Problem description: What lines of the data below hold "CreateRoomRequest"? Show them.

Stored data entries:
=====

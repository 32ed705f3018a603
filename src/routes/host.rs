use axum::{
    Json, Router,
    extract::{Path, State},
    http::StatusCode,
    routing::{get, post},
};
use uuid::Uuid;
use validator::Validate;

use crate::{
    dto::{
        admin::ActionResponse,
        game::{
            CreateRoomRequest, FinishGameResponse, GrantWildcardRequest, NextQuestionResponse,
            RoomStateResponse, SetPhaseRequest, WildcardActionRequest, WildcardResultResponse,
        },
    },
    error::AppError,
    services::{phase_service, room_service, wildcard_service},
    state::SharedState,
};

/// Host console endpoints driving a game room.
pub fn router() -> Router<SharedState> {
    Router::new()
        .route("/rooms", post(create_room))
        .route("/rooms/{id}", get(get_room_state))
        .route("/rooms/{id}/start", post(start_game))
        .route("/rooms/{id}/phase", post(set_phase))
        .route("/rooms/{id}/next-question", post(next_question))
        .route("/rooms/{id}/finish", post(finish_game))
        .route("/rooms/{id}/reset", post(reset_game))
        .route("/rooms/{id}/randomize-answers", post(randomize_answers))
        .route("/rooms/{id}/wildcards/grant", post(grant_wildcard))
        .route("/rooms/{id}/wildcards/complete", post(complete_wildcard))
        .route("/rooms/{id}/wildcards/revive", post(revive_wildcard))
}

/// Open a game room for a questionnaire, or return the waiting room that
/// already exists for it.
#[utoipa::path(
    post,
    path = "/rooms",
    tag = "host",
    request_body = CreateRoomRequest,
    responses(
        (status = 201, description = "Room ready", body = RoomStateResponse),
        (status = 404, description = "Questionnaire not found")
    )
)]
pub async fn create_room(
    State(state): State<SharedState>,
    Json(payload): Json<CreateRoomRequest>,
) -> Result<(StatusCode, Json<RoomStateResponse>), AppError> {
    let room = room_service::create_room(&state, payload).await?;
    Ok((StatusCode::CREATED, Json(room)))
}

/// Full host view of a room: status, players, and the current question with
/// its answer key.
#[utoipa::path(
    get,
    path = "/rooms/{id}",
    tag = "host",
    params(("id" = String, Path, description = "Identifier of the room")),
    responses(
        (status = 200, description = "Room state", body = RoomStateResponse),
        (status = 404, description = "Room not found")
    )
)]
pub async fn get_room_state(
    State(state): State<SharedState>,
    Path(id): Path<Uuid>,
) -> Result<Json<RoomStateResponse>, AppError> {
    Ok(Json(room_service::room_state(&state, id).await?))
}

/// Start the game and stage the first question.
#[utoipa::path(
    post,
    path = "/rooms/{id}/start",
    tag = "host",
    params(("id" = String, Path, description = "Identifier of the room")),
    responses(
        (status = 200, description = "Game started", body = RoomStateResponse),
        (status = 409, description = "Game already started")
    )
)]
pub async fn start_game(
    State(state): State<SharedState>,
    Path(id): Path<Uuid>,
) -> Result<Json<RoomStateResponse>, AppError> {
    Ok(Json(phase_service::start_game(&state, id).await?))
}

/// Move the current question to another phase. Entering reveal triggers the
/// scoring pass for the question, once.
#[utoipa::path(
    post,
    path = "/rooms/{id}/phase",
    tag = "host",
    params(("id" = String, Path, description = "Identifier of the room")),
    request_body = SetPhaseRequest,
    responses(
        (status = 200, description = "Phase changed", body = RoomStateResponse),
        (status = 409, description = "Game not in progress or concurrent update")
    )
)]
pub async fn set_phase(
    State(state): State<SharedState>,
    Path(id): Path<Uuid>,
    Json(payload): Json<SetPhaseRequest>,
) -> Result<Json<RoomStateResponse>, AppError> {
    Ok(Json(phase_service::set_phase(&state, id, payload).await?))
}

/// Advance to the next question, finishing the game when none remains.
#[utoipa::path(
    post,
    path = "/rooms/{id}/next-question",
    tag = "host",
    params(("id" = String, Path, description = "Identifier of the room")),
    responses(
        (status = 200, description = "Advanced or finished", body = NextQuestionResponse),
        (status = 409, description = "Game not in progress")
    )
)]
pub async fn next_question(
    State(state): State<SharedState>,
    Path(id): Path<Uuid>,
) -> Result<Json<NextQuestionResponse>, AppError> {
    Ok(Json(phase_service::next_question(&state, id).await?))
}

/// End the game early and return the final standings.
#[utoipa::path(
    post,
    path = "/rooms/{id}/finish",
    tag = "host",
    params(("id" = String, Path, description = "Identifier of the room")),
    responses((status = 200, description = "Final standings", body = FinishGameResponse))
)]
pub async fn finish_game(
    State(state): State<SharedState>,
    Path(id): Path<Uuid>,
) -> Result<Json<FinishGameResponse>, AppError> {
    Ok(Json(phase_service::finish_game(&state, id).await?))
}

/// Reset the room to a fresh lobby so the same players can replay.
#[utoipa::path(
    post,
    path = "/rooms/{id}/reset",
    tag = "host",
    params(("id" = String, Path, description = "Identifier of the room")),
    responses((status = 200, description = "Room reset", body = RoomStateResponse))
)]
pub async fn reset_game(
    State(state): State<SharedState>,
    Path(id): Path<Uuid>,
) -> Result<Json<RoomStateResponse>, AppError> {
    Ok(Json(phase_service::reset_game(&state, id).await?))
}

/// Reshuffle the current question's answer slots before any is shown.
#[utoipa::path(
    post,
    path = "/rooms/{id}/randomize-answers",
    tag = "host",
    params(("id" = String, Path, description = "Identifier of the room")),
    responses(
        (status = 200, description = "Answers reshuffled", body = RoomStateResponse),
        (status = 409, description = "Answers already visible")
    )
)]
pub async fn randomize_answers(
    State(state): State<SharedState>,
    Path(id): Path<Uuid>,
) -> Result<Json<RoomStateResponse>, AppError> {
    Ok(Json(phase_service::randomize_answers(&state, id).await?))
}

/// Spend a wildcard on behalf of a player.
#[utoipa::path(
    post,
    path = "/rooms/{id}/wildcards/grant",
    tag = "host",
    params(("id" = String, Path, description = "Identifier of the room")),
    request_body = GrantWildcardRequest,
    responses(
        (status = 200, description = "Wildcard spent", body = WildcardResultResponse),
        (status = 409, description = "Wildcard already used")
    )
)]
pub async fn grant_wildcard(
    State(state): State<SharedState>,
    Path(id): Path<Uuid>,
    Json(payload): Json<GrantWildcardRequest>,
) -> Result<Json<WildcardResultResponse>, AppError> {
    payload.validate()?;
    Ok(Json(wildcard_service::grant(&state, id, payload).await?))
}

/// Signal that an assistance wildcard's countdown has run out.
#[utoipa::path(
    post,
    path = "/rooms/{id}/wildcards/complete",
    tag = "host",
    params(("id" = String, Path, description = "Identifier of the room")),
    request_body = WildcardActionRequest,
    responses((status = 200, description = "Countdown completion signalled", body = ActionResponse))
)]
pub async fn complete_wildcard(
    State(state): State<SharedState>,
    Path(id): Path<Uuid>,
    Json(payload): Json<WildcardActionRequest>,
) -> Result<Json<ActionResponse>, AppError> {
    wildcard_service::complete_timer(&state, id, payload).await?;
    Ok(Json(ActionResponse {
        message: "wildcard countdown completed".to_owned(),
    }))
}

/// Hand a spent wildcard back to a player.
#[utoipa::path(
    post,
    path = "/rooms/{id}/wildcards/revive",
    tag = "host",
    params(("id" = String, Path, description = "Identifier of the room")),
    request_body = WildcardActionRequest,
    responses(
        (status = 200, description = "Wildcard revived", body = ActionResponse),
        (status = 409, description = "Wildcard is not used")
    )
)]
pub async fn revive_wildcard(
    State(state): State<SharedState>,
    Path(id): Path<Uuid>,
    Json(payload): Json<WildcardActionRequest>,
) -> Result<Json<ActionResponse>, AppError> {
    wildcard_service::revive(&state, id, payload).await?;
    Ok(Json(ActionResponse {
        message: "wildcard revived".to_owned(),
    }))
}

=====

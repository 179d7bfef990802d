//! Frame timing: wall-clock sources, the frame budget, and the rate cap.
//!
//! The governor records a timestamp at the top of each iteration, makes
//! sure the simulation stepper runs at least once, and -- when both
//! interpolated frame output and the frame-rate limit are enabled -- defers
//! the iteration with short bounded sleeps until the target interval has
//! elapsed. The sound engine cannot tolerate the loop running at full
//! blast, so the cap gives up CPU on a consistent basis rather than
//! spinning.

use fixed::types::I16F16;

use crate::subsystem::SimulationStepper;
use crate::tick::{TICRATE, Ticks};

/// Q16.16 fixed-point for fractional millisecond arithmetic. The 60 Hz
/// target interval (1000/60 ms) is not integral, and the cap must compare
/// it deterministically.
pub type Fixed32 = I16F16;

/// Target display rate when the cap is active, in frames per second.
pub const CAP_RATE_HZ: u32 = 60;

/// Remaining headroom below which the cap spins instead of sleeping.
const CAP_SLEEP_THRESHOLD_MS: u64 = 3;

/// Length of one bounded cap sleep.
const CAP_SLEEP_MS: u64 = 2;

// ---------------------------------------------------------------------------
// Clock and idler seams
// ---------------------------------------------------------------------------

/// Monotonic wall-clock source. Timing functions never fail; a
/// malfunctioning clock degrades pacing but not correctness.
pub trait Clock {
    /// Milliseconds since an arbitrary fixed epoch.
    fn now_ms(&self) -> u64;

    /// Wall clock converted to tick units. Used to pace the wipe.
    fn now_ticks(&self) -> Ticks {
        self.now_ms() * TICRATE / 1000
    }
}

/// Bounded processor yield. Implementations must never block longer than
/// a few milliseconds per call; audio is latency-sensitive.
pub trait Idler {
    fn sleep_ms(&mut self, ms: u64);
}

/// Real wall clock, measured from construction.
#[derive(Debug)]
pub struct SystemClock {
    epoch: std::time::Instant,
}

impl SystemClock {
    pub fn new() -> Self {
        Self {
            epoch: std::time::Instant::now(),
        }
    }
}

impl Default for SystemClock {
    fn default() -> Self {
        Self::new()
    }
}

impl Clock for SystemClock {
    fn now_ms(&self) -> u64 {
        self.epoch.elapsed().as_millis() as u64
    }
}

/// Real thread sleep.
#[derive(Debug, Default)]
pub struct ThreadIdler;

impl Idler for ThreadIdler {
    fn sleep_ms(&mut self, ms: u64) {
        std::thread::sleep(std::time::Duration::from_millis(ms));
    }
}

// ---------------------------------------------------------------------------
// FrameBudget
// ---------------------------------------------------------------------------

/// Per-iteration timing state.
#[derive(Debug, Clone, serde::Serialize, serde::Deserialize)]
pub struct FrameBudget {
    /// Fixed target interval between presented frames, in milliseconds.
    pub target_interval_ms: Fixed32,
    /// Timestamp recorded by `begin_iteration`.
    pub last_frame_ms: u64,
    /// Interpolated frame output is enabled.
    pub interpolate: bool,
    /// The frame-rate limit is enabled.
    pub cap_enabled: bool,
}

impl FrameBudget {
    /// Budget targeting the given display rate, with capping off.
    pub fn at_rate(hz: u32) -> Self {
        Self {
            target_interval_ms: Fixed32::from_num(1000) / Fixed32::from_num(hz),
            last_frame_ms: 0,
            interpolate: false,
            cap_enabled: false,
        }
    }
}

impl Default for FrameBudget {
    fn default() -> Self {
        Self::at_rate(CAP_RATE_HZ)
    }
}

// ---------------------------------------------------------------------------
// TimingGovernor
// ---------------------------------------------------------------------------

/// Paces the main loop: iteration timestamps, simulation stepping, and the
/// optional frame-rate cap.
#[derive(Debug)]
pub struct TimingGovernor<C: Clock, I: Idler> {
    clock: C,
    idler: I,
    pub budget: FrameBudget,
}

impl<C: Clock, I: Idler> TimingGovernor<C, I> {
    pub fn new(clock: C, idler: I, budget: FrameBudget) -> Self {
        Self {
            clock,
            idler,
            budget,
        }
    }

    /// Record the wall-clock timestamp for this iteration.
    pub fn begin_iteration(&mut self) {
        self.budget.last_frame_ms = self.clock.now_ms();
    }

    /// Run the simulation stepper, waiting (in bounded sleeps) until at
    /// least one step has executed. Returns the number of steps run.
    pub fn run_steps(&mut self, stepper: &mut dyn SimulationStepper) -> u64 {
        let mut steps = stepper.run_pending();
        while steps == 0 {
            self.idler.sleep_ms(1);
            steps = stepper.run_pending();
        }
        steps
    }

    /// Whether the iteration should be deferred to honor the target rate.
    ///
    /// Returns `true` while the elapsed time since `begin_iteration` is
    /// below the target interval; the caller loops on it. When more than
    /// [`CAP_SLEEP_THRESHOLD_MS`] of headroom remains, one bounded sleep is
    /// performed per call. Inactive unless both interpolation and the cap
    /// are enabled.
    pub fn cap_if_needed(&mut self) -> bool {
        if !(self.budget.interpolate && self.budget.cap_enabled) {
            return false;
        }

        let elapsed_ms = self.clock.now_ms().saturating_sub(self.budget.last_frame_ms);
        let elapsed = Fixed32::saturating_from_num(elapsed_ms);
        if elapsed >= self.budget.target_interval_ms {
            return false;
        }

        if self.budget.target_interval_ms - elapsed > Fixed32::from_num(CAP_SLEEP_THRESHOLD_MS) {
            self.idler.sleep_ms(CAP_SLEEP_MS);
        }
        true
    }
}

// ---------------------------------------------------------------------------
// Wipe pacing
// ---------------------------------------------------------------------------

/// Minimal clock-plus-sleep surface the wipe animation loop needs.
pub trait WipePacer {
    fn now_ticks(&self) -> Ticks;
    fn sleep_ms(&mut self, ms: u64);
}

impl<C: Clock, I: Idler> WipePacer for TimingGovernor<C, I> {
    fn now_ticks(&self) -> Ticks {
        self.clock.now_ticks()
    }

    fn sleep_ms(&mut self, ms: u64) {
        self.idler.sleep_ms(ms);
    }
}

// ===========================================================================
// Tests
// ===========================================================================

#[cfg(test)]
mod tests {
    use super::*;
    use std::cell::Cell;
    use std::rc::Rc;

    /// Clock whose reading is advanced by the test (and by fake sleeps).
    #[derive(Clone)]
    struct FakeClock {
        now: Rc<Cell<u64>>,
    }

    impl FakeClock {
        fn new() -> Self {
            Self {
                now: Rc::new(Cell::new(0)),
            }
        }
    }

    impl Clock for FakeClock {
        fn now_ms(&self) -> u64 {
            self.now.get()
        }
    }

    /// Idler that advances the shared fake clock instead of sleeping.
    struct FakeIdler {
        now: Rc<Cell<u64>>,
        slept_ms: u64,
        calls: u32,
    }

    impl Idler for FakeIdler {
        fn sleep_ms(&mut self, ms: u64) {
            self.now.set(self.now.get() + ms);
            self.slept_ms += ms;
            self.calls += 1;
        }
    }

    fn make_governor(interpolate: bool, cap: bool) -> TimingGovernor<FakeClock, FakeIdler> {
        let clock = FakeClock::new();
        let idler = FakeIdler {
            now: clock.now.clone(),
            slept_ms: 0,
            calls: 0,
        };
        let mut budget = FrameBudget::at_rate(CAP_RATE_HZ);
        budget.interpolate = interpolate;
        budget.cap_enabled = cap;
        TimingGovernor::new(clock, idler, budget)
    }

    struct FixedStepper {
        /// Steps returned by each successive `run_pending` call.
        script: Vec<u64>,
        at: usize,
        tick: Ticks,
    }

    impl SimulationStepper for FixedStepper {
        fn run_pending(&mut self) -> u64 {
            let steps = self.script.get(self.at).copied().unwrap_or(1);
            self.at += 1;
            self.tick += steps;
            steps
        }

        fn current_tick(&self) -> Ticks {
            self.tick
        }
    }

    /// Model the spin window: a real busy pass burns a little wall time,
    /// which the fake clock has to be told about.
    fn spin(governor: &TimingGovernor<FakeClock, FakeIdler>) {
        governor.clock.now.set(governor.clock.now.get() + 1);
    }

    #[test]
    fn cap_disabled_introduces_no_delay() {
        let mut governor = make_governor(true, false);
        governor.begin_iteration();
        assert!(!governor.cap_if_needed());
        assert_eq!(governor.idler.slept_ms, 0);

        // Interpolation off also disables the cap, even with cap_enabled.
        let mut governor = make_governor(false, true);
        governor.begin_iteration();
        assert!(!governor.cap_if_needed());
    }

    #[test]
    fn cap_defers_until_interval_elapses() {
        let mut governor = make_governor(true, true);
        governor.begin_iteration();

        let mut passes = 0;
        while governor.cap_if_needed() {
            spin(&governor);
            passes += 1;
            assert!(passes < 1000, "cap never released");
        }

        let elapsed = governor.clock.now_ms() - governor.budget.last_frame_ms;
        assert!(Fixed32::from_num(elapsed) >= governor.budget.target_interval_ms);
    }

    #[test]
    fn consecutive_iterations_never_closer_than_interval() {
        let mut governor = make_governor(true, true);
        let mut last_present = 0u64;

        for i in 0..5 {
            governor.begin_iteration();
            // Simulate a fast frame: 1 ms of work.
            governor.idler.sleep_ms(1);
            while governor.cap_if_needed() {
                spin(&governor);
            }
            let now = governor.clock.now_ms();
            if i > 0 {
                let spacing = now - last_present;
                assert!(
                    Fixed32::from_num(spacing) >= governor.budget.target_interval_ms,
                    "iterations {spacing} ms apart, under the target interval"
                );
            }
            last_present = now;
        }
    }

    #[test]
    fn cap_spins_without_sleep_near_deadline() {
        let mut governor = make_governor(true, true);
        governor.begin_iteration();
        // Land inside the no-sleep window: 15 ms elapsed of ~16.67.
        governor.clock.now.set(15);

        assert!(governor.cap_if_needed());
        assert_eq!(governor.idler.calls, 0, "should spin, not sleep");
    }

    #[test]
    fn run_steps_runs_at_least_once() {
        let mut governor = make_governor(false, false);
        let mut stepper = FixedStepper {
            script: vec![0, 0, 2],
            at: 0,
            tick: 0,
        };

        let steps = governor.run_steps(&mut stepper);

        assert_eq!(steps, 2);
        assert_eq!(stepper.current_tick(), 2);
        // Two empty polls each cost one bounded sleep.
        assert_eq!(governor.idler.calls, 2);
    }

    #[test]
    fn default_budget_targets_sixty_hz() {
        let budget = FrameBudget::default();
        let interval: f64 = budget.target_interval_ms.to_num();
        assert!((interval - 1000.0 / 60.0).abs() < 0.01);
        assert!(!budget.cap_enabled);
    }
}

=====

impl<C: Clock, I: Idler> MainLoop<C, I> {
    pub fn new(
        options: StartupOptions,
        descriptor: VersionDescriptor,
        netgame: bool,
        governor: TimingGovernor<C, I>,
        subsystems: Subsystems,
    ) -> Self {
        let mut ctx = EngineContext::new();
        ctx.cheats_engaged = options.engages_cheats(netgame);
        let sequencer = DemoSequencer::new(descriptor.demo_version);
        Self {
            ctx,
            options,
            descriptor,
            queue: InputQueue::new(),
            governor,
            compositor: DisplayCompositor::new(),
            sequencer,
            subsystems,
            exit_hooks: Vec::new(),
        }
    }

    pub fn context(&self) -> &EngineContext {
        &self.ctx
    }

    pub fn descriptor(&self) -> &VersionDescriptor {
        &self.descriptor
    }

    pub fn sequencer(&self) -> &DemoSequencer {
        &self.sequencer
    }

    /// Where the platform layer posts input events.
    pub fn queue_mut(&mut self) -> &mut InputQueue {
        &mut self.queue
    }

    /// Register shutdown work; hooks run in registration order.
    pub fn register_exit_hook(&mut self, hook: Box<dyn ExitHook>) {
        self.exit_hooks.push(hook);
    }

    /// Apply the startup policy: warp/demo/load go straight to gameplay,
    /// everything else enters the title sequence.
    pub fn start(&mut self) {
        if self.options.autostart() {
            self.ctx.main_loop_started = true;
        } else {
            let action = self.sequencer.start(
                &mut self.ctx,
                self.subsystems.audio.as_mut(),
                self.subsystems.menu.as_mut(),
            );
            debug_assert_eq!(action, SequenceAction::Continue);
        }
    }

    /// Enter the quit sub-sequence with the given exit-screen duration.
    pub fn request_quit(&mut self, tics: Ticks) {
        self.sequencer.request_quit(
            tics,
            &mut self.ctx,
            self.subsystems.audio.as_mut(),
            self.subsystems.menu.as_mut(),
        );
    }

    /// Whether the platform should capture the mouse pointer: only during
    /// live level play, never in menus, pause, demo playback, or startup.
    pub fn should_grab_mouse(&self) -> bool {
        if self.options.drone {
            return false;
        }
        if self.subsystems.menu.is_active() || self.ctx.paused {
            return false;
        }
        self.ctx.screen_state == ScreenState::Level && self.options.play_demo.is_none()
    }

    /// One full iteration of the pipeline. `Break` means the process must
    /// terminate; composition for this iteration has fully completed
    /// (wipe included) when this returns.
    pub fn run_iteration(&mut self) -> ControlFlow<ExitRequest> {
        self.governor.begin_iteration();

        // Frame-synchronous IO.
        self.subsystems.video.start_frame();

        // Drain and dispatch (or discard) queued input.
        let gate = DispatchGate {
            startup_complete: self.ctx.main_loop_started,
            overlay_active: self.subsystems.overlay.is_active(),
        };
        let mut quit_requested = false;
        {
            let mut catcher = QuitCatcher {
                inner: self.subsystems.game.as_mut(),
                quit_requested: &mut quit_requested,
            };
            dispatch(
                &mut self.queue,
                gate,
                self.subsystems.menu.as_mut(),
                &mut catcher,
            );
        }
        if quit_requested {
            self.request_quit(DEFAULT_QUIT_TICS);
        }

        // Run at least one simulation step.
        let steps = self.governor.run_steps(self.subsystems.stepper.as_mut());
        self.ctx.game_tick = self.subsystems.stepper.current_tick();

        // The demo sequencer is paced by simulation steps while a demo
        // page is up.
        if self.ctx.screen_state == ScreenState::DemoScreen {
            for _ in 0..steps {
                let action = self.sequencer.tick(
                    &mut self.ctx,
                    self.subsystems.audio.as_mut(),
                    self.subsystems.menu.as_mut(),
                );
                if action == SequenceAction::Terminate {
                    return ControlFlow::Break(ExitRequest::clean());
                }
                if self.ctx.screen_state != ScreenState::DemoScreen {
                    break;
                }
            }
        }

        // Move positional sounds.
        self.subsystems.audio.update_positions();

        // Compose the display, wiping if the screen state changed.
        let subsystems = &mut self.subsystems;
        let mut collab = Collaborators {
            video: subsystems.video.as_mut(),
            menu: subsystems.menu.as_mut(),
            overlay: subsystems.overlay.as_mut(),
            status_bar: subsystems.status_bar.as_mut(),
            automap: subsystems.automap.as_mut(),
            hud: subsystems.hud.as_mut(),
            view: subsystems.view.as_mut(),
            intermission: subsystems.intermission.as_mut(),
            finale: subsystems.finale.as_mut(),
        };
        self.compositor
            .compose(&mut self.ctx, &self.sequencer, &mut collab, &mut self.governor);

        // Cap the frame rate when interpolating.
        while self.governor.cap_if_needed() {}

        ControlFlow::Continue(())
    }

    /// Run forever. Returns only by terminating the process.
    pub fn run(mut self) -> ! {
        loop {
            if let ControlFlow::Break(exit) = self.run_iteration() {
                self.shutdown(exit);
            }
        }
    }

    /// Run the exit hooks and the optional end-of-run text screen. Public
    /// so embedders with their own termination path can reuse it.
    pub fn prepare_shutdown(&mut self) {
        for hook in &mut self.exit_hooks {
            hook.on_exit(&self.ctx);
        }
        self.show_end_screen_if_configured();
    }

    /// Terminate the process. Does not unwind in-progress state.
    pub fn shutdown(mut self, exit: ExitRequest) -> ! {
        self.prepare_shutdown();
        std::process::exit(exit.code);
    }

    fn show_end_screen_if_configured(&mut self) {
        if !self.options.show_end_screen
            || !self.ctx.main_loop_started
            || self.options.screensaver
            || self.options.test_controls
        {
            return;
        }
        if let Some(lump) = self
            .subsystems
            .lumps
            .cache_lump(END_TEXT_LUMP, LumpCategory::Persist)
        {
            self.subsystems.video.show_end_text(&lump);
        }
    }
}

=====

Exercise result:
            CreateRoomRequest, FinishGameResponse, GrantWildcardRequest, NextQuestionResponse,
    request_body = CreateRoomRequest,
    Json(payload): Json<CreateRoomRequest>,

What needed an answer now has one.